He lost the honour it bestowed while draped across a sun lounge by a pool in Bali.
It’s hard to imagine a greater fall from grace – harder still to know why he chose not to front up on the day of judgement.
Roberts-Smith had turned up to court every day of the trial, sharply dressed, shoes polished, ready to stare down his accusers.
Not on Thursday, when Judge Anthony Besanko sat down to deliver his verdict.
Nine newspapers didn’t win on every allegation but they proved Roberts-Smith had murdered unarmed prisoners.
The two Nine newspaper journalists, Nick McKenzie and Chris Masters, were there – doubtless ready to argue the toss if the decision had gone against them – but there, nonetheless.
They’d staked their reputations on a hugely consequential piece of journalism and had never taken a step backwards. Good on them. Their investigation was meticulous.
The void in Courtroom 1 where Roberts-Smith should have stood on Thursday tells us something about the man.

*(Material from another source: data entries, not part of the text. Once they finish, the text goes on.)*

//! Track writers: one per track, each pushing the track's init blob and
//! then its segments onto fresh outbound streams.

use std::sync::Arc;

use tracing::{debug, warn};

use super::error::{SessionError, SessionResult};
use super::priority::{StreamPriority, timestamp_millis};
use super::stats::StatsCounters;
use super::supervisor::TaskSpawner;
use crate::core::MediaError;
use crate::media::{MediaInit, MediaSegment, TrackKind, TrackSource};
use crate::protocol::Message;
use crate::transport::{OutboundStream, StreamError, Transport};

/// Opens prioritized outbound streams and hands their drains to the
/// session's task group.
#[derive(Debug)]
pub(crate) struct StreamOpener<T> {
    transport: Arc<T>,
    spawner: TaskSpawner,
    stats: Arc<StatsCounters>,
    reset_code: u32,
}

impl<T: Transport> StreamOpener<T> {
    pub fn new(
        transport: Arc<T>,
        spawner: TaskSpawner,
        stats: Arc<StatsCounters>,
        reset_code: u32,
    ) -> Self {
        Self {
            transport,
            spawner,
            stats,
            reset_code,
        }
    }

    /// Open a stream with `priority` applied before any byte is queued.
    ///
    /// Failing to open is fatal to the session.
    async fn open(
        &self,
        kind: TrackKind,
        priority: StreamPriority,
    ) -> SessionResult<OutboundStream> {
        let send = self
            .transport
            .open_uni()
            .await
            .map_err(SessionError::Open)?;

        let (mut stream, drain) = OutboundStream::new(send);
        let value = priority.value();
        stream.set_priority(value)?;

        let stats = Arc::clone(&self.stats);
        let drain = drain.with_reset_code(self.reset_code);
        self.spawner.spawn("drain", async move {
            drain.run().await.map_err(|e| {
                StatsCounters::incr(&stats.stream_errors);
                SessionError::Stream(e)
            })
        });

        StatsCounters::incr(&self.stats.streams_opened);
        debug!(track = %kind, priority = value, "opened stream");
        Ok(stream)
    }

    /// Send `init` on its own stream, ahead of every segment.
    async fn send_init(&self, kind: TrackKind, init: &MediaInit) -> SessionResult<()> {
        let mut stream = self.open(kind, StreamPriority::Init).await?;

        let written = stream
            .write_message(&Message::init(kind.id()))
            .and_then(|()| stream.write(init.raw().clone()))
            .and_then(|()| stream.close());

        if let Err(e) = written {
            self.contain(kind, &mut stream, e);
        }
        Ok(())
    }

    /// Send one segment on its own stream, prioritized by its timestamp.
    async fn send_segment<S: MediaSegment>(
        &self,
        kind: TrackKind,
        segment: &mut S,
    ) -> SessionResult<()> {
        let timestamp = segment.timestamp();
        let mut stream = self
            .open(kind, StreamPriority::Segment(timestamp))
            .await?;

        let header = Message::segment(kind.id(), timestamp_millis(timestamp));
        if let Err(e) = stream.write_message(&header) {
            self.contain(kind, &mut stream, e);
            return Ok(());
        }

        loop {
            let chunk = match segment.read_chunk().await {
                Ok(Some(chunk)) => chunk,
                Ok(None) => break,
                Err(e) => {
                    // Never finish a partial segment.
                    stream.cancel(self.reset_code);
                    return Err(media_error(kind, e));
                }
            };

            if let Err(e) = stream.write(chunk) {
                self.contain(kind, &mut stream, e);
                return Ok(());
            }
        }

        if let Err(e) = stream.close() {
            self.contain(kind, &mut stream, e);
            return Ok(());
        }

        StatsCounters::incr(&self.stats.segments_sent);
        Ok(())
    }

    fn contain(&self, kind: TrackKind, stream: &mut OutboundStream, error: StreamError) {
        warn!(track = %kind, error = %error, "abandoning stream");
        stream.cancel(self.reset_code);
    }
}

/// Copies one track from its source onto outbound streams.
#[derive(Debug)]
pub(crate) struct TrackWriter<T, M> {
    kind: TrackKind,
    source: M,
    opener: Arc<StreamOpener<T>>,
}

impl<T: Transport, M: TrackSource> TrackWriter<T, M> {
    pub fn new(kind: TrackKind, source: M, opener: Arc<StreamOpener<T>>) -> Self {
        Self {
            kind,
            source,
            opener,
        }
    }

    /// Send the init blob, then every segment until the track ends.
    ///
    /// Source failures end the writer with a fatal error. Stream failures
    /// only drop the affected stream.
    pub async fn run(mut self) -> SessionResult<()> {
        let kind = self.kind;
        let init = self
            .source
            .init()
            .await
            .map_err(|e| media_error(kind, e))?;
        self.opener.send_init(kind, &init).await?;

        while let Some(mut segment) = self
            .source
            .next_segment()
            .await
            .map_err(|e| media_error(kind, e))?
        {
            self.opener.send_segment(kind, &mut segment).await?;
        }

        debug!(track = %kind, "track finished");
        Ok(())
    }
}

fn media_error(track: TrackKind, source: MediaError) -> SessionError {
    SessionError::Media { track, source }
}

#[cfg(test)]
mod tests {
    use super::*;
    use crate::media::{MemorySegment, MemoryTrack};
    use crate::protocol::AtomReader;
    use crate::session::supervisor::TaskGroup;
    use crate::transport::memory::{self, MemoryTransport};
    use bytes::Bytes;
    use std::sync::atomic::Ordering;
    use std::time::Duration;
    use tokio::io::AsyncReadExt;
    use tokio_util::sync::CancellationToken;

    struct FailingSegment;

    impl MediaSegment for FailingSegment {
        fn timestamp(&self) -> Duration {
            Duration::from_millis(30)
        }

        async fn read_chunk(&mut self) -> Result<Option<Bytes>, MediaError> {
            Err(MediaError::source("disk gone"))
        }
    }

    struct FailingTrack {
        sent: bool,
    }

    impl TrackSource for FailingTrack {
        type Segment = FailingSegment;

        async fn init(&mut self) -> Result<MediaInit, MediaError> {
            Ok(MediaInit::new(&b"init"[..]))
        }

        async fn next_segment(&mut self) -> Result<Option<FailingSegment>, MediaError> {
            if self.sent {
                return Ok(None);
            }
            self.sent = true;
            Ok(Some(FailingSegment))
        }
    }

    fn opener(
        transport: MemoryTransport,
        spawner: TaskSpawner,
    ) -> Arc<StreamOpener<MemoryTransport>> {
        Arc::new(StreamOpener::new(
            Arc::new(transport),
            spawner,
            Arc::new(StatsCounters::default()),
            4,
        ))
    }

    #[tokio::test]
    async fn test_writes_init_then_segments() {
        let (server, mut client) = memory::pair();
        let (mut group, spawner) = TaskGroup::new(CancellationToken::new());
        let opener = opener(server, spawner);

        let track = MemoryTrack::new(
            MediaInit::new(&b"ftyp-moov"[..]),
            [MemorySegment::new(
                Duration::from_millis(40),
                [&b"moof"[..], &b"mdat"[..]],
            )],
        );
        let writer = TrackWriter::new(TrackKind::Video, track, Arc::clone(&opener));
        group.add("video", writer.run());
        drop(opener);
        group.run().await.unwrap();

        let mut init = client.accept_uni().await.unwrap();
        assert_eq!(init.priority(), Some(i32::MAX));
        let mut reader = AtomReader::new(&mut init);
        assert_eq!(reader.read_message().await.unwrap(), Some(Message::init(2)));
        let mut raw = Vec::new();
        init.read_to_end(&mut raw).await.unwrap();
        assert_eq!(raw, b"ftyp-moov");

        let mut segment = client.accept_uni().await.unwrap();
        assert_eq!(segment.priority(), Some(40));
        let mut reader = AtomReader::new(&mut segment);
        assert_eq!(
            reader.read_message().await.unwrap(),
            Some(Message::segment(2, 40))
        );
        let mut body = Vec::new();
        segment.read_to_end(&mut body).await.unwrap();
        assert_eq!(body, b"moofmdat");
    }

    #[tokio::test]
    async fn test_chunk_error_cancels_stream() {
        let (server, mut client) = memory::pair();
        let (mut group, spawner) = TaskGroup::new(CancellationToken::new());
        let opener = opener(server, spawner);
        let stats = Arc::clone(&opener.stats);

        let writer = TrackWriter::new(
            TrackKind::Audio,
            FailingTrack { sent: false },
            Arc::clone(&opener),
        );
        group.add("audio", writer.run());
        drop(opener);

        let err = group.run().await.unwrap_err();
        assert!(matches!(
            err,
            SessionError::Media {
                track: TrackKind::Audio,
                ..
            }
        ));

        assert!(client.accept_uni().await.is_some());
        assert!(client.accept_uni().await.is_some());
        assert_eq!(stats.segments_sent.load(Ordering::Relaxed), 0);
        assert_eq!(stats.streams_opened.load(Ordering::Relaxed), 2);
    }

    #[tokio::test]
    async fn test_broken_source_opens_nothing() {
        let (server, mut client) = memory::pair();
        let (mut group, spawner) = TaskGroup::new(CancellationToken::new());
        let opener = opener(server, spawner);

        let writer = TrackWriter::new(
            TrackKind::Video,
            MemoryTrack::broken("no such file"),
            Arc::clone(&opener),
        );
        group.add("video", writer.run());
        drop(opener);

        assert!(group.run().await.unwrap_err().is_fatal());
        assert!(client.accept_uni().await.is_none());
    }
}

It speaks of contempt for a judicial system that – once he got a whiff it wasn’t working for him the way he’d planned – could be left at the door like last night’s room service.
The war hero brought this case on but wouldn’t see it through to the end.
If he had left it to prosecutors to build a criminal case against him – a course ironically now much more likely – they would have been required to prove their case beyond reasonable doubt, in a court with centuries-worth of built-in protections for defendants.
Instead his accusers had only to prove their charges of murder on the balance of probabilities.
Some of those who gave evidence of his crimes didn’t even have to testify about their own sins on the battlefield, let alone be cross-examined on them.
Roberts-Smith argued he had no choice. His reputation was in tatters after the newspaper stories were published, he’d lost $475,000 in speaking engagements and even invitations to Anzac Day ceremonies had stopped.
There will be many who will sympathise with the former soldier, simply because he was one of the tens of thousands of young men and women we have dispatched over long decades to do our dirty work in foreign wars, all the while knowing in our heart of hearts that it will never be clean, because wars never are.
Nine’s barrister Nicholas Owens conceded in the first days of the trial that the men Roberts-Smith killed were almost “certainly insurgents”, but argued that even “the most brutal, vile member of the Taliban” could not be killed outside of the rules of engagement.
Many Australians will be more inclined to the view of one soldier who testified against Roberts-Smith but was nevertheless spittingly angry that a man he respected was being hounded for “killing bad dudes we went over there to kill”.
If Roberts-Smith had been content to let it go at that he’d still have half the country behind him.
But he wasn’t. He wanted to make a point and he had the country’s richest media mogul offering him a blank cheque to do it. What did he have to lose?
As it happened, plenty.
Ben Roberts-Smith won his cherished Victoria Cross charging towards danger.